= Beginning of Section =

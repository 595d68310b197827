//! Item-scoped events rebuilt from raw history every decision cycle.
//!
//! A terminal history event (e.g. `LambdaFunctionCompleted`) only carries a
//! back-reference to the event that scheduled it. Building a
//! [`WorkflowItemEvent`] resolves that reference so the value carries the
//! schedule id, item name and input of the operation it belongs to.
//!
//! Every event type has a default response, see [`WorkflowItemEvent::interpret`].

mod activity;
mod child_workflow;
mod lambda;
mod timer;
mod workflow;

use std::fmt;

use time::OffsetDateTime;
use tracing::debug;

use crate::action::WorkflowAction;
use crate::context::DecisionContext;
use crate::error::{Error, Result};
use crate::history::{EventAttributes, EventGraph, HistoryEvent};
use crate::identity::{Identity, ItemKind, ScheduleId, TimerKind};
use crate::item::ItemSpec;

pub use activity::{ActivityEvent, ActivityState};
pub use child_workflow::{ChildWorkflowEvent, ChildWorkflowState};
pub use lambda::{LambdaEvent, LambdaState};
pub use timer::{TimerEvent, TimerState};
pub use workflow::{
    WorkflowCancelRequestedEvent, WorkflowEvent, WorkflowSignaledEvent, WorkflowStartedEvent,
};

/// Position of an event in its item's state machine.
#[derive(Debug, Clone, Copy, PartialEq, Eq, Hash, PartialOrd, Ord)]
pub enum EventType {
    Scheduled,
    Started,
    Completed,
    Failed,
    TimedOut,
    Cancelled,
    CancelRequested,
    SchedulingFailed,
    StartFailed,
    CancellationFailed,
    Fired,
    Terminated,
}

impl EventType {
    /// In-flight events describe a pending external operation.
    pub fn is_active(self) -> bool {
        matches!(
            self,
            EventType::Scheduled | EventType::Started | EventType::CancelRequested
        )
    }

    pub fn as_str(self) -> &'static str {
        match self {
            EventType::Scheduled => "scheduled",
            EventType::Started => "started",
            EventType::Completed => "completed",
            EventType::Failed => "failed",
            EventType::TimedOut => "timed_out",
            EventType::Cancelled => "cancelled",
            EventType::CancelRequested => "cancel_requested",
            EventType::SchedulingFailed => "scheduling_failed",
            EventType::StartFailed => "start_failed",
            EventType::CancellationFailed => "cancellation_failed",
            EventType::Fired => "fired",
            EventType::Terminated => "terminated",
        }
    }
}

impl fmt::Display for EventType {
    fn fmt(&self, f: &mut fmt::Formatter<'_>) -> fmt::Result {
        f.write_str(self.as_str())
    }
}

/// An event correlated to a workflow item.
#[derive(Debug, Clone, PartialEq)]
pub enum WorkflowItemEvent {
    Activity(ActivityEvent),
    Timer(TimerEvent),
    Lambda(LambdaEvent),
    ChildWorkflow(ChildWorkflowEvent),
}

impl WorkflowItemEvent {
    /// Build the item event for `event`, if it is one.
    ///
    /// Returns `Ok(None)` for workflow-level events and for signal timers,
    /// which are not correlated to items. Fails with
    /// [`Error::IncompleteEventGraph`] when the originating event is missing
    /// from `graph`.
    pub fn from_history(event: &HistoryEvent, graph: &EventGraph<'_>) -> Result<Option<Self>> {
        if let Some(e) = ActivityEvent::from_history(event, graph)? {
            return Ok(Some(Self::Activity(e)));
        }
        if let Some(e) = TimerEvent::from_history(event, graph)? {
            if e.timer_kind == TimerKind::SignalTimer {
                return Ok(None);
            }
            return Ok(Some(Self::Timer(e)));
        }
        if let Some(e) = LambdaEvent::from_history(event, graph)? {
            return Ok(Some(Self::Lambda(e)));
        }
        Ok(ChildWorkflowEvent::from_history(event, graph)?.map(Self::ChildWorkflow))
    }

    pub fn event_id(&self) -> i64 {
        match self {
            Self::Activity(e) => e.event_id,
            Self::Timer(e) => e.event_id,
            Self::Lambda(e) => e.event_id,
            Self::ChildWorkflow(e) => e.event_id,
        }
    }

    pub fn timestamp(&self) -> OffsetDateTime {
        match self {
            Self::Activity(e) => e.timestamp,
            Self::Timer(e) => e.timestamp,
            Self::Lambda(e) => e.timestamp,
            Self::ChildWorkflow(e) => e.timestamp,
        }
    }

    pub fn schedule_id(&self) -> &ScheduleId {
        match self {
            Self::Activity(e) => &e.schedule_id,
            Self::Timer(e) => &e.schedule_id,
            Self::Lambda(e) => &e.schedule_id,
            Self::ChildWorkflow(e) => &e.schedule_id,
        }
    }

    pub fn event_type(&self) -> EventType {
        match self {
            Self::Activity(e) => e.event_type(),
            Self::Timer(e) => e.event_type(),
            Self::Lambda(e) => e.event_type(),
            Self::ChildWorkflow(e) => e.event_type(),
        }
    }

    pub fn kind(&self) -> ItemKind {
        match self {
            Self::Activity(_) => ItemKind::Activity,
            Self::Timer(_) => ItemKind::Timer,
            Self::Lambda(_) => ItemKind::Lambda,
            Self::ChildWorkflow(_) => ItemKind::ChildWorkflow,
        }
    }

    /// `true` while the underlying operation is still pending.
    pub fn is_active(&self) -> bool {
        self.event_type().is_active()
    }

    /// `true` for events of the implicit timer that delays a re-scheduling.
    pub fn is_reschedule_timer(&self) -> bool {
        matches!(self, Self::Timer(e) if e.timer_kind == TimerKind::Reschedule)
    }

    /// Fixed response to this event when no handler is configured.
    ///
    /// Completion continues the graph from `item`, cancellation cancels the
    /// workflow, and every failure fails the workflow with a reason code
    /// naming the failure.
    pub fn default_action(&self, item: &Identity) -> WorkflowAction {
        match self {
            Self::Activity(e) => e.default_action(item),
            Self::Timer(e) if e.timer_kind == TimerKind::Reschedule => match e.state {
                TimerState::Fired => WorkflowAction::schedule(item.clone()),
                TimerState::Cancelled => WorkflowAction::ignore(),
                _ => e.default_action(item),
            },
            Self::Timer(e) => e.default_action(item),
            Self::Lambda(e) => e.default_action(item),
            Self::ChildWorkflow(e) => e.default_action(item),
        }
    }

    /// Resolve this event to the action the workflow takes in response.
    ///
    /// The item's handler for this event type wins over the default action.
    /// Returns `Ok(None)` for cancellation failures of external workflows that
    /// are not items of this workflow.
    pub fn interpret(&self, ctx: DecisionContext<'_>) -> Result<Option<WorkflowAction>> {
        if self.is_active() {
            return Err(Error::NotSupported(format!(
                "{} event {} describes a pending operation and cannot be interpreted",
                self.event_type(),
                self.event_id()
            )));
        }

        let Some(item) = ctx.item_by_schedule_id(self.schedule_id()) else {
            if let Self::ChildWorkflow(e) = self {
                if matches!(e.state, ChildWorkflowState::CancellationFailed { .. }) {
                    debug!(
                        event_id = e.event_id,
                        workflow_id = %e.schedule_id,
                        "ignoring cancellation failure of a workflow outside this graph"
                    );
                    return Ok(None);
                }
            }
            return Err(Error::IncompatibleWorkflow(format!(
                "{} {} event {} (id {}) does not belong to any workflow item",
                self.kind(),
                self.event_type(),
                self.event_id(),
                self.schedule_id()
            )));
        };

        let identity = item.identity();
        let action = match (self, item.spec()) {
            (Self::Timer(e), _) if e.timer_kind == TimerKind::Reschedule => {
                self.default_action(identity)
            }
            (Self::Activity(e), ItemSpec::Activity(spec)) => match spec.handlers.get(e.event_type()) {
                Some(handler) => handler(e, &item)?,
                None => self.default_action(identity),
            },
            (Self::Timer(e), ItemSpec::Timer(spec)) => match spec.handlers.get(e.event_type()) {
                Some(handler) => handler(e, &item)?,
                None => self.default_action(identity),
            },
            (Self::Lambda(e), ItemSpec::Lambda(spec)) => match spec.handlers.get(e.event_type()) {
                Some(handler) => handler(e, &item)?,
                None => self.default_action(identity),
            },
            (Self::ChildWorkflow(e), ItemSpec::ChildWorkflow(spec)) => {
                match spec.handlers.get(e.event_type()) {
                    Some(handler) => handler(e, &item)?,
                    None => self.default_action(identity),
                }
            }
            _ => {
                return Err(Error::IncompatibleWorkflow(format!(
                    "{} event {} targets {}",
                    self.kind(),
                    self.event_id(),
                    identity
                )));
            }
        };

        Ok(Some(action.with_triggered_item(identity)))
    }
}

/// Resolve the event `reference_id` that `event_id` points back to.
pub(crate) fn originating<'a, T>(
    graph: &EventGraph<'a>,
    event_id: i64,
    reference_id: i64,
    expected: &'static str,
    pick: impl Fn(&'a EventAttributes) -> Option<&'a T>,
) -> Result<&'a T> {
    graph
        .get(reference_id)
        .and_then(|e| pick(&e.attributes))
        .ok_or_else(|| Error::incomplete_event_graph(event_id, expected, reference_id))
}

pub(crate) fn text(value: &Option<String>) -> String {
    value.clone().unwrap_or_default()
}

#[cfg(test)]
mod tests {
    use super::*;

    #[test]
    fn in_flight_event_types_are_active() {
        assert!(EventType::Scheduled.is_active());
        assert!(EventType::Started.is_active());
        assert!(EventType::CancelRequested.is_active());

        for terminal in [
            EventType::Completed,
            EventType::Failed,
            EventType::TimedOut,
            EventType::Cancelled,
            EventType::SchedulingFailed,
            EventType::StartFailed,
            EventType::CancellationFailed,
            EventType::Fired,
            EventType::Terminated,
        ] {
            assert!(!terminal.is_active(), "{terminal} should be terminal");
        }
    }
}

= End of Section =

**WHAT YOU WILL DO:** Every line in the data above that contains the word "correlated" counts; report how many there are and nothing more.

**YOUR RESPONSE:** 2